(Recorded data)

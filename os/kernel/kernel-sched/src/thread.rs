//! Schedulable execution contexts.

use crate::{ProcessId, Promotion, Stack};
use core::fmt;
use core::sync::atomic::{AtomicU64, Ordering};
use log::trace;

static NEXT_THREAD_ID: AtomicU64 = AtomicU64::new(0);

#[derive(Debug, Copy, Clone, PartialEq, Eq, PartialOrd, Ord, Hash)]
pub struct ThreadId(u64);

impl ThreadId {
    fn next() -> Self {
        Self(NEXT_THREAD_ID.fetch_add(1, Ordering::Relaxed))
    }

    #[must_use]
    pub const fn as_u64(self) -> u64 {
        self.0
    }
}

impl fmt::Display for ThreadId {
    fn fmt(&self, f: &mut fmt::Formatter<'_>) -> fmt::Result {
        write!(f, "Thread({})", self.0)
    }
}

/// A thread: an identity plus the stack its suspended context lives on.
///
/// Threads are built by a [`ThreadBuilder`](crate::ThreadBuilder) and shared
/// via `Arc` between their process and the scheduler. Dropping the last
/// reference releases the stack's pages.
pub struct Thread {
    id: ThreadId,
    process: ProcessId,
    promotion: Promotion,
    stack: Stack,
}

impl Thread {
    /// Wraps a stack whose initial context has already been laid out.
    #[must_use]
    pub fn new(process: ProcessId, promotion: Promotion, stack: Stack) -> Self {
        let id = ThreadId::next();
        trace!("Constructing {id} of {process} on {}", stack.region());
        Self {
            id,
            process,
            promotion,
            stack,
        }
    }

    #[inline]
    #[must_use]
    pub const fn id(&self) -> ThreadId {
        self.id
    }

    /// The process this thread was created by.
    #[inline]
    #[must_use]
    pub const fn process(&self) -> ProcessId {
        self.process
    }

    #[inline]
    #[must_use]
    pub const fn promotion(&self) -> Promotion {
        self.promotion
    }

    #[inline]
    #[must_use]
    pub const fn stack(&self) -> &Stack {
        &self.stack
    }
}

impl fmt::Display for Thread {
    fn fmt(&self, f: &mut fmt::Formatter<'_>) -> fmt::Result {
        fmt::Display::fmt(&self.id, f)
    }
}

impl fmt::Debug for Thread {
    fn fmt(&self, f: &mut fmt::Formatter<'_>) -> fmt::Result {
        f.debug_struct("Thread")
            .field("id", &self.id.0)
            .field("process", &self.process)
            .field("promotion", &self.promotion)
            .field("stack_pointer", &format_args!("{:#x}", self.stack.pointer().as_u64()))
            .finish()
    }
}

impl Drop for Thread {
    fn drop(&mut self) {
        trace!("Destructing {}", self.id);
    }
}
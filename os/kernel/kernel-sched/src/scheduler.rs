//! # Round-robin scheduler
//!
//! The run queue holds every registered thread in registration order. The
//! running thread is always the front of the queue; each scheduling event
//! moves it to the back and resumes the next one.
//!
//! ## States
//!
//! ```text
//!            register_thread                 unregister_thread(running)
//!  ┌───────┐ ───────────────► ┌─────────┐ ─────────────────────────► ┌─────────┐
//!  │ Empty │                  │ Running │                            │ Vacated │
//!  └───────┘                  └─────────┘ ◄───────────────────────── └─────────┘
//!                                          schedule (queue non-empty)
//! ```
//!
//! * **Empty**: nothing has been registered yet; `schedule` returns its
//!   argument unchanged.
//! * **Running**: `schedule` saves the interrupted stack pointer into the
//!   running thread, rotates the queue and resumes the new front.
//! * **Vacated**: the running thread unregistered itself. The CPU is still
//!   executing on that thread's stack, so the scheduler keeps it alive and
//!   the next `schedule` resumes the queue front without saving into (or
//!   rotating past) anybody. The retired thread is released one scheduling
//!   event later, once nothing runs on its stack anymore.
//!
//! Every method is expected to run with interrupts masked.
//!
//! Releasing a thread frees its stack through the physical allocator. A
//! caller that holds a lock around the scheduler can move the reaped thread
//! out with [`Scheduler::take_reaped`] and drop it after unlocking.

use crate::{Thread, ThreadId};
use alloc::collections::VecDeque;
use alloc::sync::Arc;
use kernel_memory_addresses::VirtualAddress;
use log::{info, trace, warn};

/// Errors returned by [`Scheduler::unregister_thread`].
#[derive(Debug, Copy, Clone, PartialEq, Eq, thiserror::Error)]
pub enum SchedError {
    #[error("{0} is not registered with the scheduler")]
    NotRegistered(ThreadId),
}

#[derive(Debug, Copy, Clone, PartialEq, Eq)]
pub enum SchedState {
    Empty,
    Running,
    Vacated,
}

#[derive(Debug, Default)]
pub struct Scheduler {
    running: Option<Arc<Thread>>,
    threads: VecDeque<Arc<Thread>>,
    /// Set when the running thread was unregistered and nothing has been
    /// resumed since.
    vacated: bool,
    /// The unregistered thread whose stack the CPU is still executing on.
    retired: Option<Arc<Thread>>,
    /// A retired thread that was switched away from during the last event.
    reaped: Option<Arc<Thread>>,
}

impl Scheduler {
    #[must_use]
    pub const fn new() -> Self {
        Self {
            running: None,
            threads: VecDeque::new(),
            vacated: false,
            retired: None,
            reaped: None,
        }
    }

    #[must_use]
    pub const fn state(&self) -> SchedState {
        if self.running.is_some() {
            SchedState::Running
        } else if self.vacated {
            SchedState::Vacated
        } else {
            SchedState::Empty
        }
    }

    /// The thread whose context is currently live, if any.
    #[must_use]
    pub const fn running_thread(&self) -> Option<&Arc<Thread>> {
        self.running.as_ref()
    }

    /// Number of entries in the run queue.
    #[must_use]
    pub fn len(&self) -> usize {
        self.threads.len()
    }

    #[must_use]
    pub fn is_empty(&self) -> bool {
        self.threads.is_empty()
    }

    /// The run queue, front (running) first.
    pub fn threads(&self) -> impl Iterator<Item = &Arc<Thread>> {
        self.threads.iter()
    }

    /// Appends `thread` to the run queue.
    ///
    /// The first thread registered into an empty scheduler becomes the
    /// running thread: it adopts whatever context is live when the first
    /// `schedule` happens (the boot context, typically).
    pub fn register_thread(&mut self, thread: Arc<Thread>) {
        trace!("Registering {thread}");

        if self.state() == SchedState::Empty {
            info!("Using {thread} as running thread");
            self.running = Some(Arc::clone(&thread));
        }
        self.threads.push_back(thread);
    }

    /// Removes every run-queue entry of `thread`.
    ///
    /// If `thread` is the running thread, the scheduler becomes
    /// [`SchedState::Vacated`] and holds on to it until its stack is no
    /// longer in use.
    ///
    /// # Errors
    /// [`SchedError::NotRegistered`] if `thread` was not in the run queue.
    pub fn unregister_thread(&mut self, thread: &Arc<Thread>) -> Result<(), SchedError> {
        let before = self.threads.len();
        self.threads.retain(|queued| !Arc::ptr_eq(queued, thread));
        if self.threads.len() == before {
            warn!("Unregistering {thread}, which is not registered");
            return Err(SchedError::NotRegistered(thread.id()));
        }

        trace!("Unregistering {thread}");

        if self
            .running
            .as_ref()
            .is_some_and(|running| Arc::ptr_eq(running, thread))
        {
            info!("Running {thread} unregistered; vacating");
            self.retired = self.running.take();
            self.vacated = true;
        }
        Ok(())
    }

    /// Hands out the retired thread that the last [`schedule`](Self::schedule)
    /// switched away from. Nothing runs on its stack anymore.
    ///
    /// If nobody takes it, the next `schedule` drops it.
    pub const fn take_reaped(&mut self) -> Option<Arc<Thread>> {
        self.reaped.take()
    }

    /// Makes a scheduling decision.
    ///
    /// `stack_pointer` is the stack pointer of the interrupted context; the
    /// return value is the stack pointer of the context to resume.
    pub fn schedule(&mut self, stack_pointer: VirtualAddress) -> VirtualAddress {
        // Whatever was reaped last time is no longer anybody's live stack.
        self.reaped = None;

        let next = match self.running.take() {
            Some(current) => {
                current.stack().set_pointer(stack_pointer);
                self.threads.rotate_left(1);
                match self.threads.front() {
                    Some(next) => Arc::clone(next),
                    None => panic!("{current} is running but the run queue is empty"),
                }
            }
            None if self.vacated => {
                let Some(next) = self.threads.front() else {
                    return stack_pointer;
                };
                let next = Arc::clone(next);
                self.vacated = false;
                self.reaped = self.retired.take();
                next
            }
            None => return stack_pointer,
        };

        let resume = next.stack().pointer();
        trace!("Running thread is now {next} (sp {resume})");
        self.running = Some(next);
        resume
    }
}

WHAT TO PRODUCE: Every line above from the line with "static NEXT_THREAD_ID: AtomicU64" to the line with "Threads are built" is wanted, ends included; write them out exactly and add no other line.

WRITTEN RESPONSE:
static NEXT_THREAD_ID: AtomicU64 = AtomicU64::new(0);

#[derive(Debug, Copy, Clone, PartialEq, Eq, PartialOrd, Ord, Hash)]
pub struct ThreadId(u64);

impl ThreadId {
    fn next() -> Self {
        Self(NEXT_THREAD_ID.fetch_add(1, Ordering::Relaxed))
    }

    #[must_use]
    pub const fn as_u64(self) -> u64 {
        self.0
    }
}

impl fmt::Display for ThreadId {
    fn fmt(&self, f: &mut fmt::Formatter<'_>) -> fmt::Result {
        write!(f, "Thread({})", self.0)
    }
}

/// A thread: an identity plus the stack its suspended context lives on.
///
/// Threads are built by a [`ThreadBuilder`](crate::ThreadBuilder) and shared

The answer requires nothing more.